TASK BRIEF:
Please look for the string "ActorCellRef" below and report every line in which it occurs.

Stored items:
--
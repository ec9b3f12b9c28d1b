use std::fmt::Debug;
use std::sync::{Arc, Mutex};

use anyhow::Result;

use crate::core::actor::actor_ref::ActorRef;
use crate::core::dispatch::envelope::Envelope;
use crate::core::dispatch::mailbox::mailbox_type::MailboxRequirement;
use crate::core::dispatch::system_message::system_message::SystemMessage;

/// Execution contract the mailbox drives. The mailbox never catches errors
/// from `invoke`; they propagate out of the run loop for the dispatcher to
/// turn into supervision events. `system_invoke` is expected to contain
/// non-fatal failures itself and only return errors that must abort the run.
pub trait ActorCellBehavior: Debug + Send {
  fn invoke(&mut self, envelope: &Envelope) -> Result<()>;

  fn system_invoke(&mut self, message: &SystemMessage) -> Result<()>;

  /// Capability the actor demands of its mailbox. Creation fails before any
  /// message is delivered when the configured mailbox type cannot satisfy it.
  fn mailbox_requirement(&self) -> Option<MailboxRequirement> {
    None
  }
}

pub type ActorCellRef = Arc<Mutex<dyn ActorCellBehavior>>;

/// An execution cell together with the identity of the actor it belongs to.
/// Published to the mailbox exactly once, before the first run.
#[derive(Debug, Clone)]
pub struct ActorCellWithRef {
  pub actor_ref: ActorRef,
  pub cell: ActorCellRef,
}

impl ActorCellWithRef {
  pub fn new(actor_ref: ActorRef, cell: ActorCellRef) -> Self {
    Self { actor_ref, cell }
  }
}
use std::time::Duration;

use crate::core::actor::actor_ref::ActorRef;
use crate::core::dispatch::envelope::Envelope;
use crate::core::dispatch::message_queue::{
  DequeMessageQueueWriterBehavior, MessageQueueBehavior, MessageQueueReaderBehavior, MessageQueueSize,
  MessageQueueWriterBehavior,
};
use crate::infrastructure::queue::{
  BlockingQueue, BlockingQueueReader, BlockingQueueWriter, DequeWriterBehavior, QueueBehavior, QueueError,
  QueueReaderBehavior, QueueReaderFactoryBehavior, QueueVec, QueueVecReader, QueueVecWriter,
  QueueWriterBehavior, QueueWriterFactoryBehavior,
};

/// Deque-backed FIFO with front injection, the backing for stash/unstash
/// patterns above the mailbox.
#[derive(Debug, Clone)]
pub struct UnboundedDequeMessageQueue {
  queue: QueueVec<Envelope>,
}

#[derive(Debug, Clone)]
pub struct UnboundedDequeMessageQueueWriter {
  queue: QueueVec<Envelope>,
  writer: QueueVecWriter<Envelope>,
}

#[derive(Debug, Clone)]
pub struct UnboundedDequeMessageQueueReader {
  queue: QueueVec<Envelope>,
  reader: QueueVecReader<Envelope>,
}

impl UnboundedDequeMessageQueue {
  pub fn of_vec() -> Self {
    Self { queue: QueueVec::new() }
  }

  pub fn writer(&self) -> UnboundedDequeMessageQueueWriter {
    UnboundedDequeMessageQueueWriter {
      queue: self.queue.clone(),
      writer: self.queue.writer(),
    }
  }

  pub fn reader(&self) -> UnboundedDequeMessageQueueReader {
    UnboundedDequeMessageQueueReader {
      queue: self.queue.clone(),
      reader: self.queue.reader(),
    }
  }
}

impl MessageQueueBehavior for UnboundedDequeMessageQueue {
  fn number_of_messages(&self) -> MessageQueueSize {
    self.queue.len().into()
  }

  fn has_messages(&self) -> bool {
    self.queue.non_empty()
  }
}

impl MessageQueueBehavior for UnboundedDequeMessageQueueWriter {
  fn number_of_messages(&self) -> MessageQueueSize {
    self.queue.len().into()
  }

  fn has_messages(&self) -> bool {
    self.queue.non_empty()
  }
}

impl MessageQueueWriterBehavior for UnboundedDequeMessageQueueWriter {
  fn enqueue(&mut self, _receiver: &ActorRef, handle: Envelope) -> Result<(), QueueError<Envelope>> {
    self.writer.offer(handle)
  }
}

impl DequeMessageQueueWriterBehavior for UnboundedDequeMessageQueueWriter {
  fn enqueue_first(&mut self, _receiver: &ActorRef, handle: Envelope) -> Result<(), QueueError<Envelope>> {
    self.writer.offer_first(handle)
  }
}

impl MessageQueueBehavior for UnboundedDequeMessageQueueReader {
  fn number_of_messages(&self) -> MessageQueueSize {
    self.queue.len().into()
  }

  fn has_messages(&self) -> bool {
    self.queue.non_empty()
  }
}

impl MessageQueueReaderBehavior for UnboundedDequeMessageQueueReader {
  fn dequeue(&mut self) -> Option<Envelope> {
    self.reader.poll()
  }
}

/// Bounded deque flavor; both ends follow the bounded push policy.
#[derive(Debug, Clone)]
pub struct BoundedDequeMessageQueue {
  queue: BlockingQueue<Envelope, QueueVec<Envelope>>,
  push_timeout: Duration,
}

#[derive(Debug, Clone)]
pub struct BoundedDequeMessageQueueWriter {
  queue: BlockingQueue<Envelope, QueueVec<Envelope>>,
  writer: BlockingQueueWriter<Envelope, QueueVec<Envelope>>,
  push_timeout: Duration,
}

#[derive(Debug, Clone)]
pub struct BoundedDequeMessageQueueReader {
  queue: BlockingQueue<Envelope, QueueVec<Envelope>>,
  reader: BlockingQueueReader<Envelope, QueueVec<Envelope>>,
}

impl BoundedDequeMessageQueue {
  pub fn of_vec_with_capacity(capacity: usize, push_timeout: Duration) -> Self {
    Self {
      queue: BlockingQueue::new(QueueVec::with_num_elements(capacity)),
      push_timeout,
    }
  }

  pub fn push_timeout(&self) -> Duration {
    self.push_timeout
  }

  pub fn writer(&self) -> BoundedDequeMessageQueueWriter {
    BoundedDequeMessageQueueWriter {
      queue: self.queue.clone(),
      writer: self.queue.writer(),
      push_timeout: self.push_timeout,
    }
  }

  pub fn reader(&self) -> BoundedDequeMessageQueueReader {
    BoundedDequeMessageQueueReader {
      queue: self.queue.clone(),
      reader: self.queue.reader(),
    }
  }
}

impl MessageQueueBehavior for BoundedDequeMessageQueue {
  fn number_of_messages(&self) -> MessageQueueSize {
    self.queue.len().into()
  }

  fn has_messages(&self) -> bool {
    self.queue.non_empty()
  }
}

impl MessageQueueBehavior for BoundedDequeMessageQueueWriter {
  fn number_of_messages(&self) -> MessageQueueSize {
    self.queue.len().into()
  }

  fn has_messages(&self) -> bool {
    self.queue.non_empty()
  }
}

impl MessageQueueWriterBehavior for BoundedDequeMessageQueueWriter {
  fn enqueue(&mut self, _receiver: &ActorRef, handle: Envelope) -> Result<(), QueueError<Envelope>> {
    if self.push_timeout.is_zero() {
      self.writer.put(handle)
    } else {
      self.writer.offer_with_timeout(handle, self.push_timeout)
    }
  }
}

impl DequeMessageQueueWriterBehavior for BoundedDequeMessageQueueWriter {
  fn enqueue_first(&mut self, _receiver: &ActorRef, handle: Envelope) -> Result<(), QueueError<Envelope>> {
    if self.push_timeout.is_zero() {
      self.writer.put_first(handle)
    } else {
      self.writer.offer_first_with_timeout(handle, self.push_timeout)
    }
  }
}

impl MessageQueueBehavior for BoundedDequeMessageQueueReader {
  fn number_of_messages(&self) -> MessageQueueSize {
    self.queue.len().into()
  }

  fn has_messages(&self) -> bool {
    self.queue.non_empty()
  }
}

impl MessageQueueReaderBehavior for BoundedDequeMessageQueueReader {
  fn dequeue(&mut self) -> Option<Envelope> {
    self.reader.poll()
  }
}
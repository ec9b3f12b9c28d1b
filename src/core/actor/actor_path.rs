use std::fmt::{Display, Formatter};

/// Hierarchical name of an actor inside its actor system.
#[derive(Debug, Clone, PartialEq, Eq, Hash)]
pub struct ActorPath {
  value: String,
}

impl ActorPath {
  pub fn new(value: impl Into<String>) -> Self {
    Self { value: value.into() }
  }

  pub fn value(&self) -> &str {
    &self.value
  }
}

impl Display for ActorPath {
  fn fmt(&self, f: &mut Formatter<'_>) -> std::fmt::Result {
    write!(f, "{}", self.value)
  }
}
--
TASK RESPONSE:
pub type ActorCellRef = Arc<Mutex<dyn ActorCellBehavior>>;
  pub cell: ActorCellRef,
  pub fn new(actor_ref: ActorRef, cell: ActorCellRef) -> Self {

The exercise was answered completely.